[Dataset entries]

• • • •

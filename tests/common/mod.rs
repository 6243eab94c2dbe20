//! Integration test common infrastructure.
//!
//! Builds a host with a manual clock, an authority and a guarded vault, and
//! wraps the authority's call surface in typed helpers.

pub mod resources;
pub mod world;

#[allow(unused_imports)]
pub use resources::{Impostor, LegacyAuthority, Replayer, Vault};
#[allow(unused_imports)]
pub use world::{authority_err, TestWorld, ADMIN, ALICE, AUTHORITY, BOB, CAROL, GENESIS, VAULT};
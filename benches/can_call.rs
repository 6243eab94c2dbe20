use criterion::{criterion_group, criterion_main, Criterion, Throughput};
use gatehouse::host::Host;
use gatehouse::probe::can_call_with_delay;
use gatehouse::{AccessManager, ManualClock, Policy};
use gatehouse_abi::{Address, AuthorityCall, RoleId, Selector};
use std::hint::black_box;
use std::sync::Arc;

const AUTHORITY: Address = Address::from_low_u64(0xa0);
const ADMIN: Address = Address::from_low_u64(0xad);
const TARGET: Address = Address::from_low_u64(0x7a);

/// An authority with `members` accounts in role 5, wired to one selector.
fn setup(members: u64) -> (Arc<Host>, Arc<AccessManager>, Selector) {
    let clock = Arc::new(ManualClock::new(1_700_000_000));
    let host = Arc::new(Host::new(clock.clone()));
    let authority = Arc::new(
        AccessManager::new(AUTHORITY, ADMIN, Policy::default(), clock).expect("authority"),
    );
    host.deploy(AUTHORITY, authority.clone());

    let selector = Selector::from_signature("deposit(uint64)");
    let wire = AuthorityCall::SetTargetFunctionRole {
        target: TARGET,
        selectors: vec![selector],
        role: RoleId(5),
    };
    host.call(ADMIN, AUTHORITY, &wire.encode()).expect("wire");
    for n in 0..members {
        let grant = AuthorityCall::GrantRole {
            role: RoleId(5),
            account: Address::from_low_u64(0x1000 + n),
            execution_delay: (n % 2) as u32 * 3_600,
        };
        host.call(ADMIN, AUTHORITY, &grant.encode()).expect("grant");
    }
    (host, authority, selector)
}

fn decision_benchmark(c: &mut Criterion) {
    let (host, authority, selector) = setup(1_000);
    let member = Address::from_low_u64(0x1000);
    let stranger = Address::from_low_u64(0xffff);

    let mut group = c.benchmark_group("decision");
    group.throughput(Throughput::Elements(1));

    group.bench_function("can_call_member", |b| {
        b.iter(|| authority.can_call(black_box(member), TARGET, selector))
    });
    group.bench_function("can_call_stranger", |b| {
        b.iter(|| authority.can_call(black_box(stranger), TARGET, selector))
    });
    group.bench_function("probe_through_host", |b| {
        b.iter(|| can_call_with_delay(&host, AUTHORITY, black_box(member), TARGET, selector))
    });

    group.finish();
}

fn codec_benchmark(c: &mut Criterion) {
    let call = AuthorityCall::Schedule {
        target: TARGET,
        data: vec![0xab; 132],
        when: 0,
    };
    let encoded = call.encode();

    let mut group = c.benchmark_group("codec");
    group.throughput(Throughput::Bytes(encoded.len() as u64));

    group.bench_function("encode_schedule", |b| b.iter(|| black_box(&call).encode()));
    group.bench_function("decode_schedule", |b| {
        b.iter(|| AuthorityCall::decode(black_box(&encoded)).expect("decode"))
    });

    group.finish();
}

criterion_group!(benches, decision_benchmark, codec_benchmark);
criterion_main!(benches);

• • • •

Which of the lines above include the word "const"? Copy each of them.

**Response to the exercise**
const AUTHORITY: Address = Address::from_low_u64(0xa0);
const ADMIN: Address = Address::from_low_u64(0xad);
const TARGET: Address = Address::from_low_u64(0x7a);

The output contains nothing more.